> **Exercise objective**: Once you reach the line containing "fn load(cfg: &AppConfig)" in the data below, restate each line word for word up to and including the one containing "let points = if".

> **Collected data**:
##########

/// main.rs — MACD Backtest Entry Point
///
/// Usage:
///   cargo run --bin macd_backtest -- run --csv wig20_d.csv
///   cargo run --bin macd_backtest -- indicators --csv wig20_d.csv --tail 20
///
/// Flags override values from the environment / .env (see `AppConfig`).

use std::path::PathBuf;

use anyhow::{Context, Result};
use chrono::Utc;
use clap::{Args, Parser, Subcommand};
use tracing::info;
use tracing_subscriber::EnvFilter;

use macd_backtest::{format_trade_log, BacktestSummary, ReportConfig, ReportWriter};
use macd_engine::backtest::simulate_indicators;
use macd_engine::config::AppConfig;
use macd_engine::data::load_price_csv;
use macd_engine::metrics::compute_metrics;
use macd_engine::strategy::classify_all;
use macd_engine::{compute_indicators, compute_indicators_par, IndicatorPoint, PriceSeries};

#[derive(Parser)]
#[command(name = "macd_backtest")]
#[command(about = "MACD indicator backtest over a daily price series")]
#[command(version)]
pub struct Cli {
    #[command(subcommand)]
    pub command: Commands,
}

#[derive(Subcommand)]
pub enum Commands {
    /// Simulate MACD-driven trading and report the profit ratio
    Run {
        #[command(flatten)]
        input: InputArgs,

        /// Shares held on the first day
        #[arg(short, long)]
        shares: Option<f64>,

        /// Output directory for reports
        #[arg(short, long)]
        output_dir: Option<PathBuf>,

        /// Skip writing CSV / JSON reports
        #[arg(long)]
        no_export: bool,
    },

    /// Print the most recent MACD / SIGNAL readings
    Indicators {
        #[command(flatten)]
        input: InputArgs,

        /// Number of trailing rows to print
        #[arg(short, long, default_value = "20")]
        tail: usize,
    },
}

#[derive(Args)]
pub struct InputArgs {
    /// Price CSV path
    #[arg(short, long)]
    csv: Option<PathBuf>,

    /// Name of the date column
    #[arg(long)]
    date_column: Option<String>,

    /// Name of the opening price column
    #[arg(long)]
    open_column: Option<String>,

    /// Evaluate indicator columns in parallel
    #[arg(long)]
    parallel: bool,

    /// Enable debug logging (every executed trade)
    #[arg(short, long)]
    verbose: bool,
}

impl InputArgs {
    fn apply(&self, cfg: &mut AppConfig) {
        if let Some(csv) = &self.csv {
            cfg.price_csv = csv.clone();
        }
        if let Some(c) = &self.date_column {
            cfg.date_column = c.clone();
        }
        if let Some(c) = &self.open_column {
            cfg.open_column = c.clone();
        }
        cfg.parallel |= self.parallel;
    }
}

fn main() -> Result<()> {
    let cli = Cli::parse();

    let verbose = match &cli.command {
        Commands::Run { input, .. } | Commands::Indicators { input, .. } => input.verbose,
    };
    init_logging(verbose);

    let mut cfg = AppConfig::load_env()?;

    match cli.command {
        Commands::Run { input, shares, output_dir, no_export } => {
            input.apply(&mut cfg);
            if let Some(s) = shares {
                cfg.starting_shares = s;
            }
            if let Some(dir) = output_dir {
                cfg.report_dir = dir;
            }
            cfg.validate()?;
            run(&cfg, !no_export)
        }
        Commands::Indicators { input, tail } => {
            input.apply(&mut cfg);
            cfg.validate()?;
            indicators(&cfg, tail)
        }
    }
}

fn init_logging(verbose: bool) {
    let default = if verbose { "debug" } else { "info" };
    tracing_subscriber::fmt()
        .with_env_filter(
            EnvFilter::try_from_default_env().unwrap_or_else(|_| EnvFilter::new(default)),
        )
        .init();
}

fn load(cfg: &AppConfig) -> Result<(PriceSeries, Vec<IndicatorPoint>)> {
    info!(
        "Config: csv={} date_column={} open_column={} parallel={}",
        cfg.price_csv.display(), cfg.date_column, cfg.open_column, cfg.parallel
    );
    let series = load_price_csv(&cfg.price_csv, &cfg.date_column, &cfg.open_column)?;
    info!(
        "Loaded {} days ({} → {})",
        series.len(), series.first().date, series.last().date
    );

    let points = if cfg.parallel {
        compute_indicators_par(&series)?
    } else {
        compute_indicators(&series)?
    };
    Ok((series, points))
}

fn run(cfg: &AppConfig, export: bool) -> Result<()> {
    let (_series, points) = load(cfg)?;
    let result = simulate_indicators(&points, cfg.starting_shares)?;
    let report = compute_metrics(&result);

    println!("\n{}", report);
    println!(
        "Capital after MACD trading: {:.2} shares, {:.2} cash, profit = {:.4} ({:+.2} %)",
        result.final_position.shares(),
        result.final_position.cash(),
        result.profit_ratio,
        result.profit_ratio * 100.0 - 100.0
    );
    println!("\n{}", format_trade_log(&result));

    if export {
        let source = cfg.price_csv.display().to_string();
        let summary = BacktestSummary::new(&source, &result, report)
            .context("empty simulation result")?;
        let writer = ReportWriter::new(ReportConfig {
            output_dir: cfg.report_dir.clone(),
            ..ReportConfig::default()
        });
        let base_name = format!("macd_{}", Utc::now().format("%Y%m%d_%H%M%S"));
        writer.export(&base_name, &result, &summary)?;
    }

    Ok(())
}

fn indicators(cfg: &AppConfig, tail: usize) -> Result<()> {
    let (_series, points) = load(cfg)?;
    let intents = classify_all(&points);
    let skip = points.len().saturating_sub(tail);

    println!(
        "\n{:<12} {:>12} {:>12} {:>12} {:<5}",
        "DATE", "OPEN", "MACD", "SIGNAL", "INTENT"
    );
    println!("{}", "─".repeat(58));
    for (p, a) in points.iter().zip(&intents).skip(skip) {
        println!(
            "{:<12} {:>12.2} {:>12.4} {:>12.4} {:<5}",
            p.date, p.open, p.macd, p.signal, a.label()
        );
    }
    Ok(())
}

##########

> **Answer to this problem**:
fn load(cfg: &AppConfig) -> Result<(PriceSeries, Vec<IndicatorPoint>)> {
    info!(
        "Config: csv={} date_column={} open_column={} parallel={}",
        cfg.price_csv.display(), cfg.date_column, cfg.open_column, cfg.parallel
    );
    let series = load_price_csv(&cfg.price_csv, &cfg.date_column, &cfg.open_column)?;
    info!(
        "Loaded {} days ({} → {})",
        series.len(), series.first().date, series.last().date
    );

    let points = if cfg.parallel {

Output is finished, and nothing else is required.